Linguistic segmentation


Spacing

Segmentation, referring to the separation of text into "words", can be purely subjective as this notion only really makes sense of printed matter. The irregularility of spacing in manuscripts have led to the following choices:

Word segmentation MUST follow a modernized segmentation, to ensure homogeneity, using typographic space (" " [U+0020]).
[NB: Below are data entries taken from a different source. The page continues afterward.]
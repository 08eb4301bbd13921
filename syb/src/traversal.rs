//! Binding a transform to a target type and running it over subjects

use std::any::{Any, type_name};
use std::fmt;
use std::marker::PhantomData;

use serde::{Deserialize, Serialize};
use tracing::debug;

use crate::config::TraversalConfig;
use crate::data::{Data, Visitor};
use crate::dispatch::{Dispatcher, RecursionDepth, SumRoles};
use crate::error::Result;
use crate::transform::Transform;

/// Counters collected during one run
#[derive(Debug, Clone, Copy, Default, PartialEq, Eq, Serialize, Deserialize)]
pub struct TraversalStats {
    /// Values dispatched, the root included
    pub visited: usize,
    /// Transform invocations
    pub matched: usize,
    /// Deepest level reached, the root being 0
    pub deepest: usize,
}

impl TraversalStats {
    pub(crate) const fn new() -> Self {
        Self {
            visited: 0,
            matched: 0,
            deepest: 0,
        }
    }

    pub(crate) fn record_visit(&mut self, depth: RecursionDepth) {
        self.visited += 1;
        self.deepest = self.deepest.max(depth.get());
    }
}

/// A transform bound to the target type `M`, reusable across subjects
///
/// The traversal owns the transform; state it accumulates persists across runs and can be
/// read back through [`Traversal::transform`] or [`Traversal::into_transform`].
///
/// ```
/// use syb::Traversal;
///
/// let mut subject = (1_i32, String::from("two"), vec![3_i32, 4]);
/// let mut traversal = Traversal::bind(|value: &mut i32| *value *= 10);
/// let stats = traversal.run(&mut subject)?;
///
/// assert_eq!(subject, (10, String::from("two"), vec![30, 40]));
/// assert_eq!(stats.matched, 3);
/// # Ok::<(), error_stack::Report<syb::Error>>(())
/// ```
pub struct Traversal<M, T> {
    transform: T,
    config:    TraversalConfig,
    sum_roles: SumRoles,
    target:    PhantomData<fn(&mut M)>,
}

impl<M: Any, F: FnMut(&mut M)> Traversal<M, F> {
    /// Bind a closure or function taking `&mut M`
    ///
    /// The parameter must be exactly `&mut M`; there is no conversion between target types:
    ///
    /// ```compile_fail
    /// use syb::Traversal;
    ///
    /// let mut traversal = Traversal::<i32, _>::bind(|value: &mut i64| *value += 1);
    /// traversal.run(&mut vec![1_i32]).ok();
    /// ```
    pub fn bind(transform: F) -> Self { Self::with_transform(transform) }
}

impl<M: Any, T: Transform<M>> Traversal<M, T> {
    /// Bind any [`Transform`] over `M`
    ///
    /// A transform over another type is rejected:
    ///
    /// ```compile_fail
    /// use syb::{Transform, Traversal};
    ///
    /// struct Widen;
    ///
    /// impl Transform<i64> for Widen {
    ///     fn apply(&mut self, value: &mut i64) { *value += 1; }
    /// }
    ///
    /// let traversal = Traversal::<i32, _>::with_transform(Widen);
    /// ```
    pub fn with_transform(transform: T) -> Self {
        Self {
            transform,
            config: TraversalConfig::default(),
            sum_roles: SumRoles::default(),
            target: PhantomData,
        }
    }

    /// Replace the configuration
    #[must_use]
    pub fn with_config(mut self, config: TraversalConfig) -> Self {
        self.config = config;
        self
    }

    /// Current configuration
    pub const fn config(&self) -> &TraversalConfig { &self.config }

    /// The bound transform
    pub const fn transform(&self) -> &T { &self.transform }

    /// The bound transform, mutably - e.g. to reset accumulated state between runs
    pub fn transform_mut(&mut self) -> &mut T { &mut self.transform }

    /// Give the transform back
    pub fn into_transform(self) -> T { self.transform }

    /// Apply the transform to every value of type `M` inside `subject`, in place
    ///
    /// Fields are visited in declaration order, container elements in iteration order, and
    /// only the active alternative of a sum is entered. A value of type `M` is handed to the
    /// transform whole and never decomposed further.
    ///
    /// # Errors
    ///
    /// Returns [`Error::RecursionLimitExceeded`](crate::Error::RecursionLimitExceeded) when
    /// `subject` nests deeper than the configured limit. Matches visited before the limit
    /// was hit have already been transformed.
    pub fn run<S: Data>(&mut self, subject: &mut S) -> Result<TraversalStats> {
        debug!(
            subject = type_name::<S>(),
            target = type_name::<M>(),
            max_depth = ?self.config.max_depth,
            "starting traversal"
        );

        let mut dispatcher = Dispatcher::new(&mut self.transform, &mut self.sum_roles, self.config);
        dispatcher.visit(subject)?;
        let stats = dispatcher.stats();

        debug!(
            visited = stats.visited,
            matched = stats.matched,
            deepest = stats.deepest,
            "traversal complete"
        );

        Ok(stats)
    }
}

impl<M, T> fmt::Debug for Traversal<M, T> {
    fn fmt(&self, f: &mut fmt::Formatter<'_>) -> fmt::Result {
        f.debug_struct("Traversal")
            .field("target", &type_name::<M>())
            .field("transform", &type_name::<T>())
            .field("config", &self.config)
            .field("known_sums", &self.sum_roles.len())
            .finish()
    }
}

/// Apply `transform` to every `M` inside `subject` with the default configuration
///
/// # Errors
///
/// See [`Traversal::run`].
pub fn everywhere<S, M, F>(subject: &mut S, transform: F) -> Result<TraversalStats>
where
    S: Data,
    M: Any,
    F: FnMut(&mut M),
{
    Traversal::bind(transform).run(subject)
}

#[cfg(test)]
mod tests {
    use std::collections::{BTreeMap, HashMap, VecDeque};

    use super::*;
    use crate::Error;

    fn increment(value: &mut i32) { *value += 1; }

    #[test]
    fn test_scalar_root_that_is_the_target() {
        let mut subject = 41;
        let stats = everywhere(&mut subject, increment).ok();
        assert_eq!(subject, 42);
        assert_eq!(
            stats,
            Some(TraversalStats {
                visited: 1,
                matched: 1,
                deepest: 0,
            })
        );
    }

    #[test]
    fn test_scalar_root_that_is_not_the_target() {
        let mut subject = String::from("unchanged");
        let stats = everywhere(&mut subject, increment).ok();
        assert_eq!(subject, "unchanged");
        assert_eq!(stats.map(|stats| stats.matched), Some(0));
    }

    #[test]
    fn test_containers_keep_order() {
        let mut seen = Vec::new();
        let mut subject = (vec![3, 1, 2], VecDeque::from([9, 8]), [7, 6]);
        let result = everywhere(&mut subject, |value: &mut i32| seen.push(*value));
        assert!(result.is_ok());
        assert_eq!(seen, [3, 1, 2, 9, 8, 7, 6]);
    }

    #[test]
    fn test_map_values_not_keys() {
        let mut subject = BTreeMap::from([(1, 10), (2, 20)]);
        let result = everywhere(&mut subject, increment);
        assert!(result.is_ok());
        assert_eq!(subject, BTreeMap::from([(1, 11), (2, 21)]));

        let mut subject: HashMap<String, i32> = HashMap::from([("a".to_string(), 1)]);
        let result = everywhere(&mut subject, increment);
        assert!(result.is_ok());
        assert_eq!(subject.get("a"), Some(&2));
    }

    #[test]
    fn test_option_none_is_never_matched() {
        let mut subject: (Option<i32>, Option<i32>) = (None, Some(1));
        let stats = everywhere(&mut subject, increment).ok();
        assert_eq!(subject, (None, Some(2)));
        assert_eq!(stats.map(|stats| stats.matched), Some(1));
    }

    #[test]
    fn test_option_target_short_circuits() {
        let mut subject = vec![Some(1), None];
        let mut traversal = Traversal::bind(|value: &mut Option<i32>| {
            *value = value.map_or(Some(0), |_| None);
        });
        let stats = traversal.run(&mut subject).ok();
        assert_eq!(subject, vec![None, Some(0)]);
        assert_eq!(stats.map(|stats| stats.matched), Some(2));
    }

    #[test]
    fn test_result_descends_into_active_side() {
        let mut subject: Vec<std::result::Result<(i32, u8), String>> =
            vec![Ok((1, 1)), Err("e".to_string())];
        let result = everywhere(&mut subject, increment);
        assert!(result.is_ok());
        assert_eq!(subject, vec![Ok((2, 1)), Err("e".to_string())]);
    }

    #[test]
    fn test_boxed_values_keep_their_own_target_check() {
        let mut subject = Box::new((1, Box::new(2)));
        let result = everywhere(&mut subject, increment);
        assert!(result.is_ok());
        assert_eq!(*subject, (2, Box::new(3)));
    }

    #[test]
    fn test_transform_state_survives_runs() {
        let mut traversal = Traversal::bind({
            let mut calls = 0_usize;
            move |value: &mut i32| {
                calls += 1;
                *value = i32::try_from(calls).unwrap_or(i32::MAX);
            }
        });

        let mut first = vec![0, 0];
        let mut second = (0, 0);
        assert!(traversal.run(&mut first).is_ok());
        assert!(traversal.run(&mut second).is_ok());
        assert_eq!(first, [1, 2]);
        assert_eq!(second, (3, 4));
    }

    #[test]
    fn test_depth_limit() {
        let mut subject = vec![vec![vec![1]]];

        let mut traversal = Traversal::bind(increment).with_config(TraversalConfig::with_max_depth(2));
        let error = traversal
            .run(&mut subject)
            .err()
            .map(|report| report.current_context().clone());
        assert_eq!(
            error,
            Some(Error::RecursionLimitExceeded {
                type_name: type_name::<Vec<i32>>(),
                limit:     2,
            })
        );
        assert_eq!(subject, vec![vec![vec![1]]]);

        let mut traversal = Traversal::bind(increment).with_config(TraversalConfig::with_max_depth(3));
        let stats = traversal.run(&mut subject).ok();
        assert_eq!(subject, vec![vec![vec![2]]]);
        assert_eq!(stats.map(|stats| stats.deepest), Some(3));
    }

    #[test]
    fn test_unbounded_config() {
        let mut subject = vec![vec![vec![vec![1]]]];
        let mut traversal = Traversal::bind(increment).with_config(TraversalConfig::unbounded());
        assert!(traversal.run(&mut subject).is_ok());
        assert_eq!(subject, vec![vec![vec![vec![2]]]]);
    }

    #[test]
    fn test_sum_role_tables_are_reused() {
        let mut traversal = Traversal::bind(increment);
        let mut subject = vec![Some(1), None, Some(3)];
        assert!(traversal.run(&mut subject).is_ok());
        assert!(traversal.run(&mut subject).is_ok());
        assert_eq!(subject, vec![Some(3), None, Some(5)]);
        assert_eq!(traversal.sum_roles.len(), 1);
    }

    #[test]
    fn test_debug_names_the_target() {
        let traversal = Traversal::bind(increment);
        let debug = format!("{traversal:?}");
        assert!(debug.contains("i32"));
        assert!(debug.contains("known_sums: 0"));
    }
}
Exceptions and special cases

  • When modern usage would like to show an elision (such as q'il for qil or doubled consonants such as á riva for arriva), whereas the source tends to use an agglutination, agglutinations MUST be kept (we note qil and arriva.
  • When in doubt, word segmentation MAY follow the usage of the contemporary or normalized language of the manuscript.
  • Locutions in the process of being lexicalized (such as for verbs like enchargier/en chargier, en fuir/enfuiror certain locutions such as aujourd'hui) MUST stay as close as possible to the source.
  • Initial in poetry separated from the rest of the text MAY be transcribed separately.

Agglutinations and dragging strokes in cursive writing MUST NOT be imitated in the transcription. Therefore, we MUST transcribe "et en effet" and not "eteneffet" or "et_en_effet", even when the quill was not lifted from the paper.

Hyphenation

Hyphenation refers to the act of indicating that a word was cut off at the end of a line. It can be marginal in medieval manuscripts but is frequent in modern and contemporary sources.

Hyphenation MUST be transcribed whenever it exists in the source.

The transcription MUST NOT add hyphenation symbol to signal the hyphenation in the source if the hyphenation mark is not in the source.

The character "-" [U+002D] MUST be used to transcribe the hyphenation symbol, whichever symbol is traced on the source.

When the hyphenation symbol is repeated at the beginning of the next line, it should also be transcribed with "-" [U+002D].

Diastoles

Sometimes, diastoles (vertical or oblique pen strokes) are drawn between two contiguous letters to indicate that they belong to different words.

Word-separating diastoles MAY be transcribed with the sign "/" [U+002F].